When Grimms heard of the available building, she applied to be a tenant and began work when she was accepted by Village Ventures. The concept of Lunch, like Hen of the Woods, circles around sourcing from farms and using what is locally available. “I work a lot with Sequatchie Cove Farm, and right now we’re talking about how I can source from them but also provide them with value add goods to sell, and how I can be a resource for them, and how can we all just work together more, which I think is unique to the plateau area,” said Grimms.
The building, built in 1933, has now been rearranged to work as a restaurant, with one dining room in the front of the building, featuring long tables for communal seating, and an industrial kitchen in the back.
Inside, Grimms also sells local products like dairy, meat, tea, and coffee. The changing menu offers purposefully limited choices every week. “The small menu came from me being like, okay, I love food and I want to be in the restaurant world, but I hate working at a regular restaurant. I knew that if I was going to open something, then I would want it to be sustainable for me, and that’s keeping it small, not overcommitting,” said Grimms.
Grimms hired seven students and four community members at Lunch. No cooking experience was required, as Grimms is teaching her staff as they go. “I love that everyone meshes and works together. No one has a role here. Everyone is trained to do everything. I wanted the job to be dynamic for everyone, so people could learn a lot, but also so they could trade shifts and what not,” said Grimms.
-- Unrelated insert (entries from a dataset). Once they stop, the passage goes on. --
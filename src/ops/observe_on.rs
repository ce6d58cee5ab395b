//! `observe_on`: deliver every downstream callback from a scheduler.
//!
//! Subscribing stays on the caller's thread. Each event from upstream
//! becomes a task on the scheduler and reaches downstream through a
//! [`Relay`], which keeps the protocol order even when a parallel scheduler
//! runs the tasks out of order. Items keep their relative order only on a
//! serial scheduler.
//!
//! Cancelling withdraws the item tasks that have not started; the terminal
//! event and `on_final` are never withdrawn.

use std::{
  collections::HashSet,
  sync::{Arc, Weak},
  time::Duration,
};

use parking_lot::Mutex;

use super::relay::{Relay, Terminal};
use crate::{
  controllable::{ControlChain, Controllable},
  error::{RxError, SchedulerError},
  scheduler::{schedule_or_run, Scheduler, Task, TaskId},
  sink::{BoxSink, Sink},
  stream::{Node, Stream},
};

struct ObserveOnNode<T> {
  upstream: Stream<T>,
  scheduler: Arc<dyn Scheduler>,
  delay: Option<Duration>,
  serial: bool,
}

impl<T: Send + 'static> Node<T> for ObserveOnNode<T> {
  fn perform_subscribe(&self, sink: BoxSink<T>, chain: &Arc<ControlChain>) {
    let sink = ObserveOnSink {
      relay: Arc::new(Relay::new(sink)),
      pending: Arc::new(Mutex::new(HashSet::new())),
      scheduler: self.scheduler.clone(),
      delay: self.delay,
      serial: self.serial,
    };
    self.upstream.perform_subscribe(Box::new(sink), chain)
  }
}

struct ObserveOnSink<T> {
  relay: Arc<Relay<T>>,
  pending: Arc<Mutex<HashSet<TaskId>>>,
  scheduler: Arc<dyn Scheduler>,
  delay: Option<Duration>,
  serial: bool,
}

impl<T: Send + 'static> ObserveOnSink<T> {
  /// Run `job` on the scheduler after the configured delay.
  fn dispatch(&self, job: impl FnOnce() + Send + 'static) {
    schedule_or_run(&*self.scheduler, self.delay, self.serial, job)
  }

  fn withdraw_pending(
    relay: &Weak<Relay<T>>,
    pending: &Weak<Mutex<HashSet<TaskId>>>,
    scheduler: &Arc<dyn Scheduler>,
    serial: bool,
  ) {
    let (Some(relay), Some(pending)) = (relay.upgrade(), pending.upgrade()) else { return };
    let ids: Vec<TaskId> = pending.lock().drain().collect();
    let withdrawn = ids.into_iter().filter(|id| scheduler.cancel(*id, true)).count();
    if withdrawn > 0 {
      tracing::trace!(scheduler = scheduler.name(), withdrawn, "withdrew pending items");
      relay.release(withdrawn);
      schedule_or_run(&**scheduler, None, serial, move || relay.finish());
    }
  }
}

/// The scheduler accepted an item task, then gave up on it: the item fails
/// the subscription unless cancellation already withdrew it.
pub(super) fn reject_item<T>(
  relay: Arc<Relay<T>>,
  pending: Arc<Mutex<HashSet<TaskId>>>,
  id: TaskId,
) -> impl FnOnce(SchedulerError) + Send + 'static
where
  T: Send + 'static,
{
  move |err| {
    if !pending.lock().remove(&id) {
      relay.abandon();
      return;
    }
    relay.fail_item(RxError::from(err));
    if let Some(control) = relay.control() {
      control.cancel();
    }
  }
}

impl<T: Send + 'static> Sink<T> for ObserveOnSink<T> {
  fn on_subscribe(&mut self, controllable: Controllable) {
    let boundary = controllable.child();
    self.relay.bind(boundary.clone());

    let relay = Arc::downgrade(&self.relay);
    let pending = Arc::downgrade(&self.pending);
    let scheduler = self.scheduler.clone();
    let serial = self.serial;
    boundary.on_cancel(move |_| Self::withdraw_pending(&relay, &pending, &scheduler, serial));

    let relay = self.relay.clone();
    self.dispatch(move || relay.subscribe(boundary));
  }

  fn on_next(&mut self, item: T) {
    if !self.relay.admit() {
      return;
    }
    let id = TaskId::next();
    self.pending.lock().insert(id);

    let relay = self.relay.clone();
    let pending = self.pending.clone();
    let task = Task::with_id(id, move || {
      let live = pending.lock().remove(&id);
      if live {
        relay.deliver(item);
      } else {
        relay.abandon();
      }
    })
    .on_reject(reject_item(self.relay.clone(), self.pending.clone(), id));

    if let Err(err) = self.scheduler.schedule(task, self.delay, self.serial) {
      self.pending.lock().remove(&id);
      self.relay.fail_item(RxError::from(err));
      if let Some(control) = self.relay.control() {
        control.cancel();
      }
    }
  }

  fn on_error(&mut self, err: RxError) {
    self.relay.close(Terminal::Error(err));
    let relay = self.relay.clone();
    self.dispatch(move || relay.finish());
  }

  fn on_complete(&mut self) {
    self.relay.close(Terminal::Complete);
    let relay = self.relay.clone();
    self.dispatch(move || relay.finish());
  }

  fn on_final(&mut self) {
    self.relay.mark_final();
    let relay = self.relay.clone();
    schedule_or_run(&*self.scheduler, None, self.serial, move || relay.finish());
  }
}

impl<T: Send + 'static> Stream<T> {
  /// Deliver downstream callbacks from `scheduler`.
  ///
  /// ```rust
  /// use std::time::Duration;
  /// use rxchain::{prelude::*, testing::Recorder};
  ///
  /// let host = HostScheduler::spawn("ui").unwrap();
  /// let recorder = Recorder::new();
  /// Stream::from_iter(1..=5).observe_on(host, None, true).subscribe(recorder.clone());
  /// assert!(recorder.wait_for_final(Duration::from_secs(5)));
  /// assert_eq!(recorder.items(), vec![1, 2, 3, 4, 5]);
  /// ```
  pub fn observe_on(self, scheduler: impl Scheduler + 'static, delay: Option<Duration>, serial: bool) -> Stream<T> {
    Stream::from_node(ObserveOnNode { upstream: self, scheduler: Arc::new(scheduler), delay, serial })
  }
}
Grace Scott (C’24) is an employee at Lunch. “I have completely lucked out working at Lunch and with Mallory. She has created something that I think is so special and I feel very grateful to be able to learn from her. It’s been pretty unreal being a part of the Lunch crew and getting to meet the Sewanee community that exists outside of the student body. I really do look up to Mallory and to all the other people that she has gathered around the table,” said Scott.
Grimms hopes to be a resource for students, farms, and the community as a whole at Lunch. “This was a really sustainable option for me, and something I could have fun with. I wanted it to feel approachable. I want everyone to feel welcome.”